Background information
- Born: Darcie Schlink January 16, 2003 (age 23) Esperance, Western Australia
- Origin: Perth, Western Australia
- Genres: Indie pop
- Occupations: Singer; songwriter;
- Instruments: Vocals, Guitar, Piano
- Years active: 2022–present
- Label: COHORT
- Website: www.darciehaven.com

= Darcie Haven =

Australian singer and songwriter (born 1995)

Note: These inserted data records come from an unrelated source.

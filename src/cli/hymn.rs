use std::collections::BTreeMap;

use clap::Parser;
use lectern::domain::{HymnRef, HymnalEntry, hymnal::CategoryMatches};
use rand::{SeedableRng, rngs::StdRng};
use serde_json::json;
use tracing::instrument;

use super::{Context, OutputFormat, emit, print_json, terminal::Colorize};

#[derive(Debug, Parser)]
pub struct Hymn {
    #[command(subcommand)]
    command: HymnCommand,

    /// Output format
    #[arg(long, value_name = "FORMAT", default_value = "pretty", global = true)]
    output: OutputFormat,
}

#[derive(Debug, clap::Subcommand)]
enum HymnCommand {
    /// Show a hymn with all of its strophes
    Show(HymnArgs),

    /// Show a hymn picked at random, weighted by category
    Random {
        /// Seed for a reproducible pick
        #[arg(long)]
        seed: Option<u64>,
    },

    /// Show the number of hymns in a category
    Count {
        /// Category name
        category: String,
    },

    /// Show the number of strophes of a hymn, refrains excluded
    Strophes(HymnArgs),

    /// Show the title of a hymn
    Title(HymnArgs),

    /// Search every category for a keyword
    Search {
        /// The text to look for, ignoring case
        #[arg(required = true, num_args = 1..)]
        keyword: Vec<String>,

        /// Search titles instead of lyrics
        #[arg(long)]
        titles: bool,
    },

    /// List the configured categories and their weights
    Categories,
}

/// A hymn given either as `<category> <number>` or as one `"CAT N"` argument.
#[derive(Debug, clap::Args)]
struct HymnArgs {
    /// Category, e.g. "ff" or "FFPM", or a whole reference such as "FFPM 12"
    category: String,

    /// Hymn number within the category
    number: Option<u32>,
}

impl HymnArgs {
    fn resolve(self) -> Result<(String, u32), lectern::Error> {
        match self.number {
            Some(number) => Ok((self.category, number)),
            None => {
                let reference: HymnRef = self.category.parse()?;
                Ok((reference.category, reference.number))
            }
        }
    }
}

impl Hymn {
    #[instrument(level = "debug", skip(self, context))]
    pub fn run(self, context: &Context) -> anyhow::Result<()> {
        let mut store = context.hymnal();
        let output = self.output;

        match self.command {
            HymnCommand::Show(hymn) => {
                let entry = hymn
                    .resolve()
                    .and_then(|(category, number)| store.hymn(&category, number));
                emit(output, entry, print_entry)?;
            }
            HymnCommand::Random { seed } => {
                let mut rng = seed.map_or_else(StdRng::from_entropy, StdRng::seed_from_u64);
                emit(output, store.random(&mut rng), print_entry)?;
            }
            HymnCommand::Count { category } => {
                let count = store.count(&category);
                match output {
                    OutputFormat::Pretty if count == 0 => {
                        println!("{}", format!("No hymns in {category}").warning());
                    }
                    OutputFormat::Pretty => println!("{count}"),
                    OutputFormat::Json => print_json(&json!({ "count": count }))?,
                }
            }
            HymnCommand::Strophes(hymn) => {
                let strophes = hymn
                    .resolve()
                    .and_then(|(category, number)| store.strophes(&category, number));
                emit(output, strophes, |strophes| println!("{}", strophes.count))?;
            }
            HymnCommand::Title(hymn) => {
                let title = hymn
                    .resolve()
                    .and_then(|(category, number)| store.title(&category, number));
                emit(output, title, |title| {
                    println!("{}  {}", title.reference.info(), title.title);
                })?;
            }
            HymnCommand::Search { keyword, titles } => {
                let spinner = super::terminal::spinner("Loading hymnal".to_string());
                store.load_all();
                spinner.finish_and_clear();

                let keyword = keyword.join(" ");
                let results = if titles {
                    store.search_titles(&keyword)
                } else {
                    store.search_lyrics(&keyword)
                };
                match output {
                    OutputFormat::Pretty => print_matches(&results),
                    OutputFormat::Json => print_json(&results)?,
                }
            }
            HymnCommand::Categories => match output {
                OutputFormat::Pretty => {
                    for category in store.weights().iter() {
                        println!("{:<10} {:.2}", category.name, category.weight);
                    }
                }
                OutputFormat::Json => print_json(store.weights())?,
            },
        }
        Ok(())
    }
}

fn print_entry(entry: &HymnalEntry) {
    println!("{}  {}", entry.reference.info(), entry.title);
    for strophe in &entry.content {
        println!();
        if strophe.refrain {
            println!("{}", "Refrain".dim());
        } else {
            println!("{}", strophe.number.to_string().dim());
        }
        for line in strophe.text.lines() {
            println!("  {}", line.trim());
        }
    }
}

fn print_matches(results: &BTreeMap<String, CategoryMatches>) {
    let mut total = 0;
    for matches in results.values() {
        for hymn in &matches.hymns {
            total += 1;
            println!("{}  {}", hymn.reference.info(), hymn.title);
            for strophe in &hymn.matching_strophes {
                let label = if strophe.is_refrain {
                    "R".to_string()
                } else {
                    strophe.strophe_number.to_string()
                };
                println!("  {:>2}  {}", label.dim(), strophe.match_context);
            }
        }
    }
    match total {
        0 => println!("{}", "No matching hymns".warning()),
        1 => println!("\n{}", "1 matching hymn".dim()),
        n => println!("\n{}", format!("{n} matching hymns").dim()),
    }
}

#[cfg(test)]
mod tests {
    use lectern::Error;
    use test_case::test_case;

    use super::*;
    use crate::cli::fixtures;

    fn hymn(args: &[&str]) -> Hymn {
        Hymn::try_parse_from(std::iter::once("hymn").chain(args.iter().copied())).unwrap()
    }

    fn args(category: &str, number: Option<u32>) -> HymnArgs {
        HymnArgs {
            category: category.to_string(),
            number,
        }
    }

    #[test_case(args("FFPM", Some(12)), ("FFPM", 12); "separate arguments")]
    #[test_case(args("FFPM 12", None), ("ffpm", 12); "one reference")]
    #[test_case(args(" ff  3 ", None), ("ff", 3); "padded reference")]
    fn hymn_is_given_either_way(args: HymnArgs, expected: (&str, u32)) {
        let (category, number) = args.resolve().unwrap();
        assert_eq!((category.as_str(), number), expected);
    }

    #[test]
    fn category_without_number_is_a_format_error() {
        assert_eq!(
            args("FFPM", None).resolve(),
            Err(Error::Format("FFPM".to_string()))
        );
    }

    #[test]
    fn hymn_run_shows_a_hymn_from_a_reference() {
        let root = fixtures::data_root();
        let context = fixtures::context(&root, "en");

        hymn(&["show", "FFPM 1"])
            .run(&context)
            .expect("hymn show should succeed");
        hymn(&["title", "ff", "1", "--output", "json"])
            .run(&context)
            .expect("hymn title should succeed");
        hymn(&["strophes", "antema 1"])
            .run(&context)
            .expect("hymn strophes should succeed");
    }

    #[test]
    fn hymn_run_reports_a_missing_hymn() {
        let root = fixtures::data_root();
        let context = fixtures::context(&root, "en");

        let error = hymn(&["show", "ff", "2"]).run(&context).unwrap_err();
        assert_eq!(
            error.downcast_ref::<Error>(),
            Some(&Error::HymnNotFound("ff_2".to_string()))
        );
        hymn(&["show", "ff", "2", "--output", "json"])
            .run(&context)
            .expect("json output reports the failure in-band");
    }

    #[test]
    fn hymn_run_random_search_and_listing() {
        let root = fixtures::data_root();
        let context = fixtures::context(&root, "en");

        let commands: [&[&str]; 6] = [
            &["random", "--seed", "7"],
            &["count", "tsanta"],
            &["count", "missing"],
            &["search", "haleloia"],
            &["search", "tompo", "--titles", "--output", "json"],
            &["categories"],
        ];
        for command in commands {
            hymn(command)
                .run(&context)
                .expect("hymn command should succeed");
        }
    }
}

Darcie Haven is an Australian singer and songwriter.

Haven's second EP Angel of the Apocalypse was released on 1 August 2025 and peaked at number 11 on the ARIA Charts.

Haven has supported Daya, Banks, Vance Joy, DMA's and Birds of Tokyo.

==Early life==
Haven grew up in Esperance, Western Australia. Her mother is a choir teacher and taught her to sing. She took piano lessons and began learning guitar when she was eleven in an effort to be Taylor Swift.

==Career==
In February 2022, Haven released her debut single "I Wanna Be" at 19 years old.

In May 2024, Haven released the debut EP Better Left Unsaid.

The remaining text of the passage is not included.